Was aber ist aber plausibler? Blickt man durch den Band, ruft man sich gar die Gebäude beim Flanieren in Erinnerung, wird einem klar, dass die Bauten sich noch durchaus in bestehende Bauensembles einfügen – in Prag und anderswo, auch wenn die Formensprache sich von Historismus und Jugendstil entfernt hat.
Wege nationaler Baukunst
Der Grund hat elementar damit zu tun, dass sich die Architekten noch als Künstler begriffen. Die Feststellung ist keine Marginalie, denn das, was gemeinhin als modern apostrophiert wird, nämlich der oftmals banale Funktionalismus des Bauhauses, war vom architektonischen Expressionismus weiter entfernt als die gebaute Ästhetik der bürgerlichen Epoche. Diesseits der von Architekten wie Le Corbusier, Walter Gropius oder Mies van der Rohe gezogenen Demarkationslinien bildeten nach wie vor Maß und Proportionsbewusstsein vorangegangerner Stile die Grundannahmen expressionistischen Bauens. Und nicht nur das: Begangen wurden nach dem Ersten Weltkrieg Wege nationaler Baustile. Hierzu zählt die sog. „Weichselgotik“ wie auch der „Rondokubismus“ des tschechoslowakischen Baumeisters Josef Gocar.

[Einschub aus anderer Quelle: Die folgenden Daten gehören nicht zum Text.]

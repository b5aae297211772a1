//! Modal overlay with background dimming, and sheet placement
//!
//! Dims the background on each frame (keeping animations live) and fills
//! the sheet area so it can be drawn on top.

use ratatui::{
    buffer::Buffer,
    layout::{Position, Rect},
    style::Color,
    widgets::Widget,
    Frame,
};
use tui_sheet_core::{PresentationStyle, Size};

/// Configuration for modal appearance
pub struct ModalStyle {
    /// Dim factor for background (0.0 = no dim, 1.0 = black)
    pub dim_factor: f32,
    /// Background color for the modal area (None = transparent/cleared)
    pub bg_color: Option<Color>,
}

impl Default for ModalStyle {
    fn default() -> Self {
        Self {
            dim_factor: 0.5,
            bg_color: None,
        }
    }
}

impl ModalStyle {
    /// Create a style with a background color
    pub fn with_bg(bg_color: Color) -> Self {
        Self {
            bg_color: Some(bg_color),
            ..Default::default()
        }
    }
}

/// Render a modal overlay with dimmed background
///
/// Call this AFTER rendering background content. It dims the current buffer
/// and fills the sheet area with the background color.
///
/// # Example
///
/// ```ignore
/// // Render background first
/// app.render(frame, area, props);
///
/// // Then the sheet on top
/// let size = sheet.preferred_size()?;
/// let rect = sheet_rect(sheet.presenter().style(), size, None, frame.area());
/// render_modal(frame, rect, &ModalStyle::with_bg(Color::Rgb(30, 30, 40)));
/// view.render(frame, rect, props);
/// ```
pub fn render_modal(frame: &mut Frame, area: Rect, style: &ModalStyle) {
    dim_buffer(frame.buffer_mut(), style.dim_factor);

    if let Some(bg) = style.bg_color {
        frame.render_widget(BgFill(bg), area);
    }
}

/// Simple widget that fills an area with a background color
struct BgFill(Color);

impl Widget for BgFill {
    fn render(self, area: Rect, buf: &mut Buffer) {
        let area = area.intersection(buf.area);
        for y in area.top()..area.bottom() {
            for x in area.left()..area.right() {
                buf[(x, y)].set_bg(self.0);
                buf[(x, y)].set_symbol(" ");
            }
        }
    }
}

/// Scale every color in the buffer towards black
fn dim_buffer(buffer: &mut Buffer, factor: f32) {
    let scale = 1.0 - factor.clamp(0.0, 1.0);
    for cell in buffer.content.iter_mut() {
        cell.fg = dim_color(cell.fg, scale);
        cell.bg = dim_color(cell.bg, scale);
    }
}

fn dim_color(color: Color, scale: f32) -> Color {
    let rgb = match color {
        Color::Rgb(r, g, b) => (r, g, b),
        Color::Red => (205, 0, 0),
        Color::Green => (0, 205, 0),
        Color::Yellow => (205, 205, 0),
        Color::Blue => (0, 0, 238),
        Color::Magenta => (205, 0, 205),
        Color::Cyan => (0, 205, 205),
        Color::Gray => (229, 229, 229),
        Color::DarkGray => (127, 127, 127),
        Color::LightRed => (255, 0, 0),
        Color::LightGreen => (0, 255, 0),
        Color::LightYellow => (255, 255, 0),
        Color::LightBlue => (92, 92, 255),
        Color::LightMagenta => (255, 0, 255),
        Color::LightCyan => (0, 255, 255),
        Color::White => (255, 255, 255),
        // Reset, Black and palette indexes stay as they are
        other => return other,
    };
    let dim = |c: u8| ((c as f32) * scale) as u8;
    Color::Rgb(dim(rgb.0), dim(rgb.1), dim(rgb.2))
}

/// Calculate a centered rectangle within an area
pub fn centered_rect(width: u16, height: u16, area: Rect) -> Rect {
    let width = width.min(area.width.saturating_sub(2));
    let height = height.min(area.height.saturating_sub(2));
    let x = area.x + (area.width.saturating_sub(width)) / 2;
    let y = area.y + (area.height.saturating_sub(height)) / 2;
    Rect::new(x, y, width, height)
}

/// Round a length in cells up to whole terminal cells
pub fn cells(length: f32) -> u16 {
    if length.is_nan() {
        return 0;
    }
    length.ceil().clamp(0.0, u16::MAX as f32) as u16
}

/// Where a sheet of `size` goes inside `area`
///
/// Modal sheets sit on the bottom edge, centered horizontally; a zero
/// width means full width. Popovers open below `anchor` (or above it when
/// there is no room), shifted left to stay on screen, and are centered
/// without an anchor. The result never leaves `area`.
pub fn sheet_rect(
    style: PresentationStyle,
    size: Size,
    anchor: Option<Position>,
    area: Rect,
) -> Rect {
    let height = cells(size.height).min(area.height);
    match style {
        PresentationStyle::Modal => {
            let width = match cells(size.width) {
                0 => area.width,
                w => w.min(area.width),
            };
            let x = area.x + (area.width - width) / 2;
            Rect::new(x, area.bottom() - height, width, height)
        }
        PresentationStyle::Popover => {
            let width = cells(size.width).min(area.width);
            let Some(anchor) = anchor else {
                let x = area.x + (area.width - width) / 2;
                let y = area.y + (area.height - height) / 2;
                return Rect::new(x, y, width, height);
            };
            let x = anchor
                .x
                .clamp(area.left(), area.right())
                .min(area.right() - width);
            let below = anchor.y.saturating_add(1).max(area.top());
            let y = if below.saturating_add(height) <= area.bottom() {
                below
            } else {
                anchor
                    .y
                    .saturating_sub(height)
                    .clamp(area.top(), area.bottom() - height)
            };
            Rect::new(x, y, width, height)
        }
    }
}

Fast schon irritierend nimmt sich daher die Bezeichnung Expressionismus aus. Von der Malerei und bildenden Kunst kommend, fallen einem infantilisierende Zeichnungen und Malereien, unproportionierte Porträits, farbliche Exaltationen sowie Sujets und Anleihen aus Afrika ein. Von solchen Durchgängereien eher unberührt, dokumentierte der Theoretiker Adolf Behne die Art zu bauen so:. „Der expressionistische Architekt steigt in das Wesen seiner Aufgaben ganz tief und ganz gespannt hinab […]. Ihm ergibt sich alles aufs neue vom Grund aus, er schafft ganz von innen. Notwendig ist ihm jede Form etwas Einmaliges, weil niemals bei einer neuen Aufgabe genau die gleichen Bedingungen wiederkehren können.“ Auch hier erkennt man schon die vorausgreifende Frontstellung zum späteren Klonieren der Bauhaus-Schule; zudem erscheinen mit der Suche nach „Tiefe“ und „Ausdruck“ die dergestalt realisierten Architekturen noch einmal als spätbürgerliches Resümee romantisch-ästhetischer Selbstreflexion.
Der Band Fragments of Metropolis ist der dritte Band zum baulichen Expressionismus in Europa, gleichzeitig komplettiert er die von Christoph Rauhut herausgegebene Gesamtschau mitteleuropäischer Bauten. Etwas merkwürdig ist die Titelwahl aber doch. Der Ikonographie von Vermassung und dem Schreckbild eines termitenhaften Daseins, die Fritz Lang in seinem Film Metropolis 1927 kongenial umsetzte, werden die Fotografien alles andere als gerecht. Im Gegenteil: In den gelungensten Bauten zeigen uns Josef Chochol, Jan Kotera, Josef Gocar & Co., wie man Schönheit denken und baulich realisieren kann. Dies zu betonen fällt zumal im Jubiläums-Jahr des Bauhauses nicht schwer.